Nato ad Alessandria d’Egitto, come Filippo Tommaso Marinetti (leggi Marinetti, il genio che intuì la velocità moderna) e Demetrio Stratos, il giovane Giuseppe qui rimarrà fino ai 24 anni. Una specie di ‘esilio’, maturato dall’infanzia, che in un certo qual modo influenzerà il suo modo di leggere la vita e la poesia. Alessandria resterà il tempo della sua vita di bambino e di ragazzo, l’età della bellezza e della scoperta, ma anche dei dolori. A soli due anni, infatti, il padre Antonio era morto a causa di una malattia contratta sul Canale di Suez. Maria Lunardini, la mamma, gli diede comunque la possibilità di studiare presso l’Ecole Suisse Jacot. Anni in cui Giuseppe coltivò anche l’amore per i versi e la conoscenza. Lì, sulle sponde del Nilo, conobbe il ‘Mercure de France’ e ‘La Voce’ (leggi Giuseppe Prezzolini, il conservatore-anarchico che aveva capito gli italiani), riviste di grande formazione intellettuale.

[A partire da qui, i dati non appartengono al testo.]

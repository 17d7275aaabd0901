//! Tracing subscriber initialization.
//!
//! Progress and errors go to stdout so the tool reads like a normal batch
//! CLI. Respects `RUST_LOG`, defaulting to `info`.

use thiserror::Error;

/// Error type for logging initialization failures.
#[derive(Debug, Error)]
pub enum LoggingError {
    /// Tracing subscriber already initialized
    #[error("Tracing subscriber already initialized")]
    SubscriberAlreadySet,
}

/// Initialize the tracing subscriber with stdout output.
///
/// Respects the RUST_LOG environment variable, defaults to "info" level.
pub fn init() -> Result<(), LoggingError> {
    use tracing_subscriber::EnvFilter;

    let env_filter = EnvFilter::try_from_default_env().unwrap_or_else(|_| EnvFilter::new("info"));

    tracing_subscriber::fmt()
        .with_env_filter(env_filter)
        .with_target(false)
        .try_init()
        .map_err(|_| LoggingError::SubscriberAlreadySet)
}
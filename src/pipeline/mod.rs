//! Presentation driver and filing step.
//!
//! The driver creates the presentation and submits one batched update per
//! slide, strictly in input order, each call blocking until acknowledged.
//! The first failure aborts the remaining slides; there is no retry and
//! no partial rollback. The filing step then finds or creates the
//! destination folder and reparents the presentation into it.

use crate::api::{ApiError, DriveService, SlidesService};
use crate::builder::build_slide_requests;
use crate::model::{FolderId, PresentationId, SlideObjectIds, SlideRecord};
use tracing::info;

/// Create a presentation and populate it slide by slide.
///
/// Returns the new presentation's identifier. Slides are processed
/// sequentially; a failed batch aborts the rest.
pub fn build_presentation(
    slides: &mut dyn SlidesService,
    title: &str,
    deck: &[SlideRecord],
) -> Result<PresentationId, ApiError> {
    let presentation = slides.create_presentation(title)?;
    info!(id = %presentation, title, "Created presentation");

    for (index, record) in deck.iter().enumerate() {
        let ids = SlideObjectIds::generate();
        let requests = build_slide_requests(record, &ids);
        slides.batch_update(&presentation, &requests)?;
        info!(slide = index + 1, total = deck.len(), "Added slide");
    }

    Ok(presentation)
}

/// File the presentation into the named Drive folder.
///
/// Reuses an existing, non-trashed folder of that exact name when one
/// exists, otherwise creates it. The move adds the target folder and
/// removes all previous parents in one update.
pub fn file_presentation(
    drive: &mut dyn DriveService,
    presentation: &PresentationId,
    folder_name: &str,
) -> Result<FolderId, ApiError> {
    let folder = match drive.find_folder(folder_name)? {
        Some(folder) => {
            info!(folder = %folder, name = folder_name, "Reusing existing folder");
            folder
        }
        None => {
            let folder = drive.create_folder(folder_name)?;
            info!(folder = %folder, name = folder_name, "Created folder");
            folder
        }
    };

    let previous = drive.parents(presentation)?;
    drive.move_file(presentation, &folder, &previous)?;
    info!(folder = %folder, "Presentation moved to folder");

    Ok(folder)
}

/// Render the per-slide request batches as pretty JSON without touching
/// the network.
pub fn render_dry_run(deck: &[SlideRecord]) -> Result<String, serde_json::Error> {
    let batches: Vec<_> = deck
        .iter()
        .map(|record| {
            let ids = SlideObjectIds::generate();
            build_slide_requests(record, &ids)
        })
        .collect();
    serde_json::to_string_pretty(&batches)
}
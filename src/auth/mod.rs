//! Credential provider with explicit load/refresh/persist operations.
//!
//! Rather than touching an on-disk token file as ambient state, the
//! [`Authenticator`] owns the token cache and the OAuth flows and is
//! injected into the HTTP client. Authorization expiry is recoverable:
//! an expired token is refreshed, and a failed refresh falls back to the
//! interactive installed-app flow.

mod flow;
mod tokens;

pub use flow::{Authenticator, ClientSecrets, SCOPES};
pub use tokens::{StoredToken, TokenStore};

use std::path::PathBuf;
use thiserror::Error;

/// Errors raised by the credential provider.
#[derive(Debug, Error)]
pub enum AuthError {
    /// The client secrets file does not exist.
    #[error("Client secrets file not found: {path}")]
    CredentialsNotFound {
        /// The path that was looked up.
        path: PathBuf,
    },

    /// The client secrets file could not be parsed.
    #[error("Invalid client secrets file {path}: {reason}")]
    InvalidCredentials {
        /// The offending file.
        path: PathBuf,
        /// Parse failure details.
        reason: String,
    },

    /// The token cache could not be read or written.
    #[error("Failed to access token cache {path}: {reason}")]
    TokenCache {
        /// The token cache path.
        path: PathBuf,
        /// I/O or parse failure details.
        reason: String,
    },

    /// The token endpoint rejected a refresh or code exchange.
    #[error("Token endpoint returned HTTP {status}: {body}")]
    TokenEndpoint {
        /// HTTP status code.
        status: u16,
        /// Response body, verbatim.
        body: String,
    },

    /// The token endpoint response was missing required fields.
    #[error("Malformed token endpoint response: {reason}")]
    MalformedToken {
        /// What was wrong with the response.
        reason: String,
    },

    /// The user denied the authorization request.
    #[error("Authorization was denied: {reason}")]
    Denied {
        /// Error code reported in the redirect.
        reason: String,
    },

    /// The redirect's state parameter did not match the one we issued.
    #[error("Authorization redirect did not match the expected state")]
    StateMismatch,

    /// The authorization redirect could not be parsed.
    #[error("Malformed authorization redirect: {reason}")]
    MalformedRedirect {
        /// What was wrong with the redirect request.
        reason: String,
    },

    /// HTTP transport failure talking to the token endpoint.
    #[error("HTTP error during authorization: {0}")]
    Http(#[from] reqwest::Error),

    /// I/O failure on the loopback redirect listener.
    #[error("IO error during authorization: {0}")]
    Io(#[from] std::io::Error),
}
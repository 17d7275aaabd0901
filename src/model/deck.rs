//! Slide record type deserialized from the input deck.
//!
//! A deck is an ordered JSON array of these records. Every field is
//! optional in the input; missing fields default to empty and extra
//! fields are ignored.

use serde::Deserialize;

/// One slide description from the input deck.
///
/// Immutable after parse. A record has no identity beyond its position in
/// the input sequence; the builder assigns fresh object identifiers when
/// translating it into edit operations.
#[derive(Debug, Clone, PartialEq, Eq, Deserialize)]
pub struct SlideRecord {
    /// Slide title. When absent, the builder substitutes a default.
    #[serde(default)]
    pub title: Option<String>,

    /// Body paragraphs, joined with newlines by the text composer.
    #[serde(default)]
    pub content: Vec<String>,

    /// Speaker notes, appended to the body and styled bold+italic.
    #[serde(default)]
    pub notes: String,
}

#[cfg(test)]
mod tests {
    use super::*;

    #[test]
    fn deserializes_full_record() {
        let record: SlideRecord = serde_json::from_str(
            r#"{"title": "Intro", "content": ["A", "B"], "notes": "Remember"}"#,
        )
        .expect("valid record");
        assert_eq!(record.title.as_deref(), Some("Intro"));
        assert_eq!(record.content, vec!["A".to_string(), "B".to_string()]);
        assert_eq!(record.notes, "Remember");
    }

    #[test]
    fn all_fields_default_when_absent() {
        let record: SlideRecord = serde_json::from_str("{}").expect("empty object is valid");
        assert_eq!(record.title, None);
        assert!(record.content.is_empty());
        assert!(record.notes.is_empty());
    }

    #[test]
    fn extra_fields_are_ignored() {
        let record: SlideRecord = serde_json::from_str(
            r#"{"title": "One", "content": ["a"], "notes": "", "layout": "WIDE"}"#,
        )
        .expect("extra fields are tolerated");
        assert_eq!(record.title.as_deref(), Some("One"));
        assert_eq!(record.content, vec!["a".to_string()]);
    }
}
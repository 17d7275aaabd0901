//! Text composer: combines body paragraphs and notes into one string and
//! computes the styled notes range.
//!
//! Pure, deterministic, and total: any input, including empty strings, is
//! valid. Offsets are measured in UTF-16 code units because that is the
//! unit the Slides API indexes text ranges by. For ASCII decks this equals
//! the character count.

/// Half-open range over the combined text marking the bold+italic region.
///
/// Invariant: `0 <= start <= end <= utf16_len(combined_text)`.
#[derive(Debug, Clone, Copy, PartialEq, Eq)]
pub struct StyleRange {
    /// Inclusive start offset, in UTF-16 code units.
    pub start: u32,
    /// Exclusive end offset, in UTF-16 code units.
    pub end: u32,
}

/// Output of the composer: the combined body text and, when notes are
/// present, the range within it that receives emphasis styling.
#[derive(Debug, Clone, PartialEq, Eq)]
pub struct Composed {
    /// Body paragraphs and notes combined into one string.
    pub text: String,
    /// Range of the notes within `text`, absent when notes are empty.
    pub style_range: Option<StyleRange>,
}

/// Length of a string in UTF-16 code units.
pub fn utf16_len(s: &str) -> u32 {
    s.encode_utf16().count() as u32
}

/// Combine body paragraphs and notes.
///
/// The body is the paragraphs joined with single newlines, trimmed of
/// surrounding whitespace; notes are trimmed likewise. Non-empty notes are
/// appended after a blank line and marked with a [`StyleRange`]; the two
/// separator newlines are not part of the range.
pub fn compose(content: &[String], notes: &str) -> Composed {
    let body = content.join("\n");
    let body = body.trim();
    let notes = notes.trim();

    if notes.is_empty() {
        return Composed {
            text: body.to_string(),
            style_range: None,
        };
    }

    if body.is_empty() {
        return Composed {
            text: notes.to_string(),
            style_range: Some(StyleRange {
                start: 0,
                end: utf16_len(notes),
            }),
        };
    }

    let text = format!("{body}\n\n{notes}");
    let start = utf16_len(body) + 2;
    let end = utf16_len(&text);
    Composed {
        text,
        style_range: Some(StyleRange { start, end }),
    }
}
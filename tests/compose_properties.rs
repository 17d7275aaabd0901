//! Property-based tests for the text composer.
//!
//! Tests validate:
//! 1. Empty notes produce no style range and leave the body untouched
//! 2. The style range always covers exactly the trimmed notes
//! 3. Range bounds stay within the combined text
//! 4. Composition is deterministic

use json2slides::compose::{compose, utf16_len};
use proptest::prelude::*;

/// Slice a string by UTF-16 code unit offsets.
fn utf16_slice(s: &str, start: u32, end: u32) -> String {
    let units: Vec<u16> = s.encode_utf16().collect();
    String::from_utf16(&units[start as usize..end as usize])
        .expect("style range boundaries fall on code unit boundaries")
}

fn content_strategy() -> impl Strategy<Value = Vec<String>> {
    proptest::collection::vec(any::<String>(), 0..5)
}

proptest! {
    #[test]
    fn empty_notes_means_no_style_range(content in content_strategy(), notes in "[ \t\n]*") {
        let composed = compose(&content, &notes);
        prop_assert!(composed.style_range.is_none());
        prop_assert_eq!(composed.text, content.join("\n").trim().to_string());
    }

    #[test]
    fn style_range_covers_exactly_the_trimmed_notes(
        content in content_strategy(),
        notes in any::<String>(),
    ) {
        let composed = compose(&content, &notes);
        let trimmed_notes = notes.trim();

        if trimmed_notes.is_empty() {
            prop_assert!(composed.style_range.is_none());
        } else {
            let range = composed.style_range.expect("notes present");
            let styled = utf16_slice(&composed.text, range.start, range.end);
            prop_assert_eq!(styled, trimmed_notes.to_string());
        }
    }

    #[test]
    fn range_starts_after_body_and_separator(
        content in content_strategy(),
        notes in any::<String>(),
    ) {
        let body = content.join("\n");
        let body = body.trim();
        let composed = compose(&content, &notes);

        if let Some(range) = composed.style_range {
            if body.is_empty() {
                prop_assert_eq!(range.start, 0);
            } else {
                prop_assert_eq!(range.start, utf16_len(body) + 2);
            }
            prop_assert_eq!(range.end, utf16_len(&composed.text));
        }
    }

    #[test]
    fn range_bounds_stay_within_combined_text(
        content in content_strategy(),
        notes in any::<String>(),
    ) {
        let composed = compose(&content, &notes);
        if let Some(range) = composed.style_range {
            prop_assert!(range.start <= range.end);
            prop_assert!(range.end <= utf16_len(&composed.text));
        }
    }

    #[test]
    fn compose_is_pure(content in content_strategy(), notes in any::<String>()) {
        prop_assert_eq!(compose(&content, &notes), compose(&content, &notes));
    }

    #[test]
    fn combined_text_has_no_surrounding_whitespace(
        content in content_strategy(),
        notes in any::<String>(),
    ) {
        let composed = compose(&content, &notes);
        prop_assert_eq!(composed.text.trim(), composed.text.as_str());
    }
}
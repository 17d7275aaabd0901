//! Persisted token cache.
//!
//! A small JSON artifact holding the access token, the refresh token, and
//! the access token's expiry. Read at startup, rewritten after every
//! refresh or interactive authorization.

use crate::auth::AuthError;
use chrono::{DateTime, Duration, Utc};
use serde::{Deserialize, Serialize};
use std::path::{Path, PathBuf};

/// Refresh this long before the nominal expiry to absorb clock skew and
/// request latency.
const EXPIRY_SKEW_SECONDS: i64 = 60;

/// The persisted token artifact.
#[derive(Debug, Clone, PartialEq, Eq, Serialize, Deserialize)]
pub struct StoredToken {
    /// Bearer token presented to the APIs.
    pub access_token: String,

    /// Long-lived token used to mint new access tokens. Absent when the
    /// authorization server did not grant offline access.
    #[serde(default)]
    pub refresh_token: Option<String>,

    /// When the access token stops being accepted. Absent expiry is
    /// treated as already expired.
    #[serde(default)]
    pub expiry: Option<DateTime<Utc>>,
}

impl StoredToken {
    /// Whether the access token can still be presented at `now`.
    pub fn is_fresh(&self, now: DateTime<Utc>) -> bool {
        match self.expiry {
            Some(expiry) => now + Duration::seconds(EXPIRY_SKEW_SECONDS) < expiry,
            None => false,
        }
    }
}

/// Reads and writes the token cache file.
#[derive(Debug, Clone)]
pub struct TokenStore {
    path: PathBuf,
}

impl TokenStore {
    /// A store backed by the given file path.
    pub fn new(path: impl Into<PathBuf>) -> Self {
        Self { path: path.into() }
    }

    /// The backing file path.
    pub fn path(&self) -> &Path {
        &self.path
    }

    /// Load the cached token. A missing file yields `Ok(None)`.
    pub fn load(&self) -> Result<Option<StoredToken>, AuthError> {
        if !self.path.exists() {
            return Ok(None);
        }

        let contents = std::fs::read_to_string(&self.path).map_err(|e| AuthError::TokenCache {
            path: self.path.clone(),
            reason: e.to_string(),
        })?;

        let token = serde_json::from_str(&contents).map_err(|e| AuthError::TokenCache {
            path: self.path.clone(),
            reason: e.to_string(),
        })?;

        Ok(Some(token))
    }

    /// Persist a token, creating parent directories as needed.
    pub fn save(&self, token: &StoredToken) -> Result<(), AuthError> {
        if let Some(parent) = self.path.parent() {
            std::fs::create_dir_all(parent).map_err(|e| AuthError::TokenCache {
                path: self.path.clone(),
                reason: e.to_string(),
            })?;
        }

        let contents =
            serde_json::to_string_pretty(token).map_err(|e| AuthError::TokenCache {
                path: self.path.clone(),
                reason: e.to_string(),
            })?;

        std::fs::write(&self.path, contents).map_err(|e| AuthError::TokenCache {
            path: self.path.clone(),
            reason: e.to_string(),
        })
    }
}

Giunse poi il tempo nuovo, più a nord, nell’Europa che formava la cultura. Parigi. L’Università. La conoscenza di Guillaume Apollinaire - del quale avrà stima e ricordi per tutta la vita - Pablo Picasso, Filippo Tommaso Marinetti, Amedeo Modigliani, Giovanni Papini, Aldo Palazzeschi, Ardengo Soffici, Paul Fort. Un Pantheon. Ungaretti entrò a far parte di una delle riviste italiane più eroiche di sempre: Lacerba. Cominciò a personalizzare uno stile poetico, influenzato da Leopardi e da Mallarmè, dentro al quale vedeva il ‘segreto’ di una poesia indecifrabile e affascinante.
Nel 1914 Ungaretti si trasferì in Italia. Giusto 'in tempo' per la Grande Guerra. Visse a Milano, conobbe il direttore dell’Avanti!, Benito Mussolini, e si arruolò come volontario nell'esercito. In trincea, fra il fango, il freddo, i proiettili e i morti, portò con sé un taccuino di poesie che verrà stampato dall’editore Ettore Serra con un titolo non a caso, Il porto sepolto, omaggio al porto sommerso di Alessandria d’Egitto. Vicino a Udine, scriverà ‘Mattina’, composta da quattro parole per rappresentare una condizione individuale che diventava di tutti, condizione universale.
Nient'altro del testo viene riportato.